What are the consequences, and what can we do about it? That’s where our guest comes in.

Dr. Marcus Eriksen is an interesting guy, and as you’ll hear, he’s got some very interesting ideas about how we ought to be approaching the plastic pollution problem. He’s an educator, author, researcher, adventurer and activist, particularly focusing on water-borne plastic pollution.

He came to those roles later in life. A New Orleans native, he joined the Marines straight out of high school and served in the 1991 Persian Gulf War. He returned home disillusioned by that experience, and for a while struggled to find direction and meaning.
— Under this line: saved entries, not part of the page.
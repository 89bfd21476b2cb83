//! A Rust library for reading synthetic population datasets by location,
//! with cross-reference joins over two on-disk formats.

pub mod config;
pub mod error;
pub mod location;
pub mod population;
pub mod reader;
pub mod schema;
pub mod utils;
pub mod xref;

// Re-export the most common types for easier use
// Core types
pub use config::{PopReaderConfig, resolve_population_path};
pub use error::{PopReaderError, Result};
pub use location::{CountyFips, IntoFipsCodes, LocationMap};
pub use population::{
    CurrentPopulation, LegacyPopulation, SyntheticPopulation, population_from_config,
    population_from_path,
};
pub use schema::SchemaVersion;

// Arrow types
pub use arrow::datatypes::SchemaRef;
pub use arrow::record_batch::RecordBatch;

// Utility functions
pub use utils::DEFAULT_BATCH_SIZE;
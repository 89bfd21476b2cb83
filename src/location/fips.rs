//! County-level FIPS codes

use std::borrow::Borrow;
use std::fmt;

/// Width of a county FIPS code: two state digits and three county digits
pub const COUNTY_FIPS_WIDTH: usize = 5;

/// A county FIPS code in its canonical zero-padded form, e.g. `06069`
#[derive(Debug, Clone, PartialEq, Eq, Hash, PartialOrd, Ord)]
pub struct CountyFips(String);

impl CountyFips {
    /// Canonicalize a code by left-padding it with zeros to five characters
    ///
    /// Codes that are already five characters or longer are kept as given,
    /// so an over-long code simply never matches a directory.
    #[must_use]
    pub fn padded(code: &str) -> Self {
        Self(format!("{:0>width$}", code.trim(), width = COUNTY_FIPS_WIDTH))
    }

    /// The code as a string slice
    #[must_use]
    pub fn as_str(&self) -> &str {
        &self.0
    }

    /// Whether `name` looks like a county directory name (five ASCII digits)
    #[must_use]
    pub fn is_county_code(name: &str) -> bool {
        name.len() == COUNTY_FIPS_WIDTH && name.bytes().all(|b| b.is_ascii_digit())
    }
}

impl fmt::Display for CountyFips {
    fn fmt(&self, f: &mut fmt::Formatter<'_>) -> fmt::Result {
        f.write_str(&self.0)
    }
}

impl AsRef<str> for CountyFips {
    fn as_ref(&self) -> &str {
        &self.0
    }
}

impl Borrow<str> for CountyFips {
    fn borrow(&self) -> &str {
        &self.0
    }
}

impl From<&str> for CountyFips {
    fn from(code: &str) -> Self {
        Self::padded(code)
    }
}

impl From<String> for CountyFips {
    fn from(code: String) -> Self {
        Self::padded(&code)
    }
}

impl From<&String> for CountyFips {
    fn from(code: &String) -> Self {
        Self::padded(code)
    }
}

impl From<u32> for CountyFips {
    fn from(code: u32) -> Self {
        Self::padded(&code.to_string())
    }
}

/// Anything that names one or several county FIPS codes
///
/// Lets lookups accept a single code as readily as a list of them.
pub trait IntoFipsCodes {
    /// The codes, canonicalized
    fn into_fips_codes(self) -> Vec<CountyFips>;
}

impl IntoFipsCodes for &str {
    fn into_fips_codes(self) -> Vec<CountyFips> {
        vec![CountyFips::padded(self)]
    }
}

impl IntoFipsCodes for String {
    fn into_fips_codes(self) -> Vec<CountyFips> {
        vec![CountyFips::padded(&self)]
    }
}

impl IntoFipsCodes for u32 {
    fn into_fips_codes(self) -> Vec<CountyFips> {
        vec![CountyFips::from(self)]
    }
}

impl IntoFipsCodes for CountyFips {
    fn into_fips_codes(self) -> Vec<CountyFips> {
        vec![self]
    }
}

impl<T: Into<CountyFips>> IntoFipsCodes for Vec<T> {
    fn into_fips_codes(self) -> Vec<CountyFips> {
        self.into_iter().map(Into::into).collect()
    }
}

impl<T: Into<CountyFips> + Clone> IntoFipsCodes for &[T] {
    fn into_fips_codes(self) -> Vec<CountyFips> {
        self.iter().cloned().map(Into::into).collect()
    }
}

impl<T: Into<CountyFips>, const N: usize> IntoFipsCodes for [T; N] {
    fn into_fips_codes(self) -> Vec<CountyFips> {
        self.into_iter().map(Into::into).collect()
    }
}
He decided to journey the full length of the Mississippi River on a homemade raft, earned his Ph.D. in science education and found his passion in environmental justice causes.
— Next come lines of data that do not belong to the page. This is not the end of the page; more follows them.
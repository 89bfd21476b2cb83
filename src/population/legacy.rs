//! Legacy (RTI) population: tab-delimited files with positional layouts

use std::path::{Path, PathBuf};
use std::sync::Arc;

use arrow::datatypes::{Schema, SchemaRef};
use arrow::record_batch::RecordBatch;
use log::debug;

use super::SyntheticPopulation;
use super::loader::{LoadOptions, count_records, load_table};
use crate::error::Result;
use crate::location::LocationCatalog;
use crate::reader::{count_legacy_records, legacy_field_count, read_legacy_table};
use crate::schema::legacy::{
    GQ_PEOPLE, GQ_PEOPLE_FILE, HOUSEHOLD_XREF_COLUMNS, HOUSEHOLDS, HOUSEHOLDS_FILE,
    LOCATIONS_FILE, PEOPLE, PEOPLE_FILE, SCHOOLS, SCHOOLS_FILE, SCHOOLS_NO_ELEVATION, WORKPLACES,
    WORKPLACES_FILE,
};
use crate::schema::{
    ColumnSpec, SchemaVersion, TableLayout, concat_tables, conform_batch, unify_schemas,
};
use crate::utils::arrow::{drop_duplicates, project_columns};

/// Population in the legacy format, e.g. `US_2010.v4`
///
/// The locations index lives in the country directory, one level above the
/// population directory, and is shared by every version of that country.
#[derive(Debug)]
pub struct LegacyPopulation {
    root: PathBuf,
    catalog: LocationCatalog,
    options: LoadOptions,
}

impl LegacyPopulation {
    /// Open the population at `root`; no file is read until the first call
    #[must_use]
    pub fn new(root: PathBuf, options: LoadOptions, cache_locations: bool) -> Self {
        let index_path = root.parent().map_or_else(
            || PathBuf::from(LOCATIONS_FILE),
            |country| country.join(LOCATIONS_FILE),
        );
        let catalog = LocationCatalog::new(index_path, root.clone(), cache_locations);
        Self {
            root,
            catalog,
            options,
        }
    }

    fn load(
        &self,
        locations: &[&str],
        file: &str,
        layout: &TableLayout,
        entity: &str,
    ) -> Result<RecordBatch> {
        let dirs = self.locations_to_dirs(locations)?;
        load_table(&self.root, &dirs, entity, &layout.schema(), &self.options, |dir| {
            read_legacy_table(&dir.join(file), layout, self.options.batch_size, entity)
        })
    }

    /// Schools of one directory, whichever of the two published widths it has
    fn read_schools(&self, dir: &Path) -> Result<RecordBatch> {
        let path = dir.join(SCHOOLS_FILE);
        let width = legacy_field_count(&path, "schools")?;
        if width > 0 && width < SCHOOLS.min_width() {
            debug!("{} has no elevation column", path.display());
            let table = read_legacy_table(
                &path,
                &SCHOOLS_NO_ELEVATION,
                self.options.batch_size,
                "schools",
            )?;
            return conform_batch(&table, &SCHOOLS.schema(), &path);
        }
        read_legacy_table(&path, &SCHOOLS, self.options.batch_size, "schools")
    }

    fn count(&self, locations: &[&str], file: &str, entity: &str) -> Result<usize> {
        let dirs = self.locations_to_dirs(locations)?;
        count_records(&dirs, entity, &self.options, |dir| {
            count_legacy_records(&dir.join(file), entity)
        })
    }
}

impl SyntheticPopulation for LegacyPopulation {
    fn version(&self) -> SchemaVersion {
        SchemaVersion::Legacy
    }

    fn root(&self) -> &Path {
        &self.root
    }

    fn catalog(&self) -> &LocationCatalog {
        &self.catalog
    }

    fn load_options(&self) -> &LoadOptions {
        &self.options
    }

    /// Columns are those of `people.txt`, followed by `sp_gq_id` when
    /// group-quarters people are included
    fn load_people(&self, locations: &[&str], include_gq_people: bool) -> Result<RecordBatch> {
        let people = self.load(locations, PEOPLE_FILE, &PEOPLE, "people")?;
        if !include_gq_people {
            return Ok(people);
        }

        let gq_people = self.load_gq_people(locations)?;
        let schema = unify_schemas([&PEOPLE.schema(), &GQ_PEOPLE.schema()]);
        concat_tables(&[people, gq_people], &schema, &self.root)
    }

    fn load_gq_people(&self, locations: &[&str]) -> Result<RecordBatch> {
        self.load(locations, GQ_PEOPLE_FILE, &GQ_PEOPLE, "group quarters people")
    }

    fn load_schools(&self, locations: &[&str]) -> Result<RecordBatch> {
        let dirs = self.locations_to_dirs(locations)?;
        let schools = load_table(
            &self.root,
            &dirs,
            "schools",
            &SCHOOLS.schema(),
            &self.options,
            |dir| self.read_schools(dir),
        )?;
        drop_duplicates(&schools)
    }

    fn load_workplaces(&self, locations: &[&str]) -> Result<RecordBatch> {
        let workplaces = self.load(locations, WORKPLACES_FILE, &WORKPLACES, "workplaces")?;
        drop_duplicates(&workplaces)
    }

    fn load_households(&self, locations: &[&str]) -> Result<RecordBatch> {
        self.load(locations, HOUSEHOLDS_FILE, &HOUSEHOLDS, "households")
    }

    /// The household columns of `people.txt`: `sp_id, sp_hh_id, relate`
    fn load_people_household_xref(&self, locations: &[&str]) -> Result<RecordBatch> {
        let dirs = self.locations_to_dirs(locations)?;
        let schema: SchemaRef = Arc::new(Schema::new(
            PEOPLE
                .columns
                .iter()
                .filter(|c| HOUSEHOLD_XREF_COLUMNS.contains(&c.name))
                .map(ColumnSpec::field)
                .collect::<Vec<_>>(),
        ));

        load_table(
            &self.root,
            &dirs,
            "household cross reference",
            &schema,
            &self.options,
            |dir| {
                let path = dir.join(PEOPLE_FILE);
                let people = read_legacy_table(&path, &PEOPLE, self.options.batch_size, "people")?;
                project_columns(&people, &HOUSEHOLD_XREF_COLUMNS, &path)
            },
        )
    }

    fn population_count(&self, locations: &[&str], include_gq_people: bool) -> Result<usize> {
        let people = self.count(locations, PEOPLE_FILE, "people")?;
        if include_gq_people {
            Ok(people + self.gq_population_count(locations)?)
        } else {
            Ok(people)
        }
    }

    fn gq_population_count(&self, locations: &[&str]) -> Result<usize> {
        self.count(locations, GQ_PEOPLE_FILE, "group quarters people")
    }
}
In 2008, he and a colleague spent 88 days and risked their lives to sail from California to Hawaii on a raft made of an airplane fuselage and 15,000 plastic bottles, to call attention to the plastic pollution problem.

He and his wife, environmentalist Anna Cummins, then co-founded the 5 Gyres Institute to research plastic pollution and seek solutions. A gyre is an ocean current, by the way. The organization’s expeditions have documented plastic pollution in the world’s oceans and in the Great Lakes, where they found significant and previously unknown levels of plastic microbeads, which are used in products like facial scrubs. That discovery helped spur a federal ban on microbeads in personal care products.

Our interview with Dr. Eriksen took place via Skype.